Regionalliga Nordrhein/Oberliga Niederrhein
Michael Girbes: Über Liebe zum Handball und Fußball im Training
Der Vorsitzende der Technischen Kommission am Niederrhein erzählt im Harzhelden-Interview, was ihn an seinem Sport reizt - der ihm zurzeit echt viel Arbeit macht.

Richtungsweisend: In seiner Zeit als Schiedsrichter war Michael Girbes auch schon ein Freund klarer Ansagen. (Foto: privat)

Er gehört zu denen, ohne die der Handball einfach nicht laufen würde.
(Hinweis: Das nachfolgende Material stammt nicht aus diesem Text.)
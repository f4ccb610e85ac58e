use std::collections::BTreeMap;
use std::path::{Path, PathBuf};
use crate::utils::Logger;

/// Maps logical import prefixes (e.g. `@components`) onto physical directories
#[derive(Debug, Clone)]
pub struct PathAliasResolver {
    aliases: BTreeMap<String, String>,
    root: PathBuf,
}

impl PathAliasResolver {
    pub fn new(aliases: BTreeMap<String, String>, root: PathBuf) -> Self {
        if !aliases.is_empty() {
            Logger::debug(&format!("🔗 Initialized PathAliasResolver with {} aliases", aliases.len()));
            for (alias, target) in &aliases {
                Logger::debug(&format!("  {} → {}", alias, target));
            }
        }

        Self { aliases, root }
    }

    /// Rewrite an aliased specifier to a filesystem path.
    /// Returns None when no alias applies. The longest matching alias wins.
    pub fn resolve(&self, import_path: &str) -> Option<PathBuf> {
        let (alias, target) = self
            .aliases
            .iter()
            .filter(|(alias, _)| Self::matches(alias, import_path))
            .max_by_key(|(alias, _)| alias.len())?;

        let base = self.resolve_target(target);
        let rest = import_path[alias.len()..].trim_start_matches('/');
        let resolved = if rest.is_empty() { base } else { base.join(rest) };

        Logger::debug(&format!("🔗 Resolved alias: {} → {}", import_path, resolved.display()));
        Some(resolved)
    }

    fn matches(alias: &str, import_path: &str) -> bool {
        import_path == alias
            || (import_path.starts_with(alias) && import_path[alias.len()..].starts_with('/'))
    }

    fn resolve_target(&self, target: &str) -> PathBuf {
        let path = Path::new(target);

        if path.is_absolute() {
            path.to_path_buf()
        } else {
            self.root.join(target.strip_prefix("./").unwrap_or(target))
        }
    }
}
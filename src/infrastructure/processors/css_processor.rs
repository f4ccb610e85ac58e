use crate::core::interfaces::{ModuleTransformer, TransformSettings};
use crate::core::models::*;
use crate::utils::{KilnError, Logger, Result};
use lightningcss::printer::PrinterOptions;
use lightningcss::stylesheet::{ParserOptions, StyleSheet};
use once_cell::sync::Lazy;
use regex::Regex;
use std::path::Path;

static IMPORT_RULE: Lazy<Regex> = Lazy::new(|| {
    Regex::new(r#"@import\s+(?:url\(\s*)?["']?([^"')\s;]+)["']?\s*\)?\s*([^;]*);"#)
        .unwrap_or_else(|e| panic!("invalid @import pattern: {e}"))
});

static URL_REFERENCE: Lazy<Regex> = Lazy::new(|| {
    Regex::new(r#"url\(\s*["']?([^"')]+?)["']?\s*\)"#)
        .unwrap_or_else(|e| panic!("invalid url() pattern: {e}"))
});

/// Stylesheets: SCSS/Sass through grass, local `@import`s lifted into graph
/// edges, local `url()`s recorded for rewriting, then printed by lightningcss.
pub struct LightningCssProcessor;

impl LightningCssProcessor {
    pub fn new() -> Self {
        Self
    }

    fn compile_scss(&self, content: &str, path: &Path) -> Result<String> {
        let _timer = crate::utils::Timer::start(&format!(
            "Compiling SCSS {}",
            path.file_name().and_then(|s| s.to_str()).unwrap_or("unknown")
        ));

        let syntax = if path.extension().and_then(|s| s.to_str()) == Some("sass") {
            grass::InputSyntax::Sass
        } else {
            grass::InputSyntax::Scss
        };
        let mut options = grass::Options::default()
            .input_syntax(syntax)
            .style(grass::OutputStyle::Expanded);
        if let Some(dir) = path.parent() {
            options = options.load_path(dir);
        }

        grass::from_string(content.to_string(), &options)
            .map_err(|e| KilnError::transform(path, format!("SCSS compilation failed: {}", e)))
    }

    /// Remote and data URLs, fragments and root-absolute paths stay as written
    pub fn is_local_reference(reference: &str) -> bool {
        !(reference.is_empty()
            || reference.starts_with("data:")
            || reference.starts_with("http://")
            || reference.starts_with("https://")
            || reference.starts_with("//")
            || reference.starts_with('#')
            || reference.starts_with('/'))
    }

    /// Drop local `@import` rules, returning them in source order
    fn lift_imports(css: &str) -> (String, Vec<String>) {
        let mut imports = Vec::new();
        let stripped = IMPORT_RULE.replace_all(css, |caps: &regex::Captures| {
            let target = caps[1].to_string();
            if Self::is_local_reference(&target) && caps[2].trim().is_empty() {
                imports.push(target);
                String::new()
            } else {
                caps[0].to_string()
            }
        });
        (stripped.into_owned(), imports)
    }

    pub fn url_references(css: &str) -> Vec<String> {
        let mut references: Vec<String> = Vec::new();
        for caps in URL_REFERENCE.captures_iter(css) {
            let reference = caps[1].trim().to_string();
            if Self::is_local_reference(&reference) && !references.contains(&reference) {
                references.push(reference);
            }
        }
        references
    }

    /// Replace local `url()` references through `lookup`; unknown ones stay as written
    pub fn rewrite_urls<F>(css: &str, lookup: F) -> String
    where
        F: Fn(&str) -> Option<String>,
    {
        URL_REFERENCE
            .replace_all(css, |caps: &regex::Captures| match lookup(caps[1].trim()) {
                Some(url) => format!("url(\"{}\")", url),
                None => caps[0].to_string(),
            })
            .into_owned()
    }

    fn normalize(css: &str, path: &Path) -> Result<String> {
        let stylesheet = StyleSheet::parse(css, ParserOptions::default())
            .map_err(|e| KilnError::transform(path, e.to_string()))?;
        let printed = stylesheet
            .to_css(PrinterOptions::default())
            .map_err(|e| KilnError::transform(path, e.to_string()))?;
        Ok(printed.code)
    }
}

impl Default for LightningCssProcessor {
    fn default() -> Self {
        Self::new()
    }
}

impl ModuleTransformer for LightningCssProcessor {
    fn supports(&self, module_type: ModuleType) -> bool {
        matches!(module_type, ModuleType::Css | ModuleType::Scss)
    }

    fn transform(
        &self,
        path: &Path,
        source: &[u8],
        _settings: &TransformSettings,
    ) -> Result<TransformedModule> {
        Logger::processing_css(path.file_name().and_then(|s| s.to_str()).unwrap_or("unknown"));

        let source = std::str::from_utf8(source)
            .map_err(|e| KilnError::transform(path, format!("not valid UTF-8: {}", e)))?;
        let css = if ModuleType::from_path(path) == ModuleType::Scss {
            self.compile_scss(source, path)?
        } else {
            source.to_string()
        };

        let (css, lifted) = Self::lift_imports(&css);
        let css = Self::normalize(&css, path)?;

        let imports = lifted
            .into_iter()
            .chain(Self::url_references(&css))
            .map(|specifier| ImportRecord::new(specifier, ImportKind::Static))
            .collect();

        Ok(TransformedModule {
            output: ModuleOutput::Style(css),
            imports,
        })
    }
}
Am Niederrhein ist Michael Girbes, der im Alpener Ortsteil Menzelen im Kreis Wesel lebt, als Vorsitzender der Technischen Kommission federführend für den Spielbetrieb zuständig – wobei er schon mal Wert darauf legt, nur Mitglied in einem Team zu sein, in dem viele gemeinsam die Ärmel hochkrempeln. Früher stand der 47-Jährige als Schiedsrichter bis hoch in die 3. Liga auf der Platte und hobbymäßig weiß er als Spieler, was in  der 2. Kreisklasse passiert. Von sich selbst sagt Michael: „Ich kann kein Handball spielen. Ich kann nur zerstören.“ Sein persönliches Vorbild ist Ex-Nationalspieler Oliver Roggisch, der heutige Team-Manager der deutschen Nationalmannschaft, dessen zupackende Art es ihm angetan hat. Fit hält sich Girbes durch Joggen und die Treffen mit einer „Rentnertruppe“ aus Handballern. Die Herren treffen sich donnerstags für anderthalb Stunden – und zwar zum Fußball. Im Harzhelden-Interview zeigt sich nicht zuletzt eins: Michael Girbes ist auf der einen Seite ein ernsthafter Arbeiter. Und auf der anderen Seite immer für einen Scherz gut. Besonders ausgeprägt ist seine feine Selbst-Ironie.

 

Wie sehr hast du im Moment das Bedürfnis, ein bisschen Urlaub vom Handball zu machen?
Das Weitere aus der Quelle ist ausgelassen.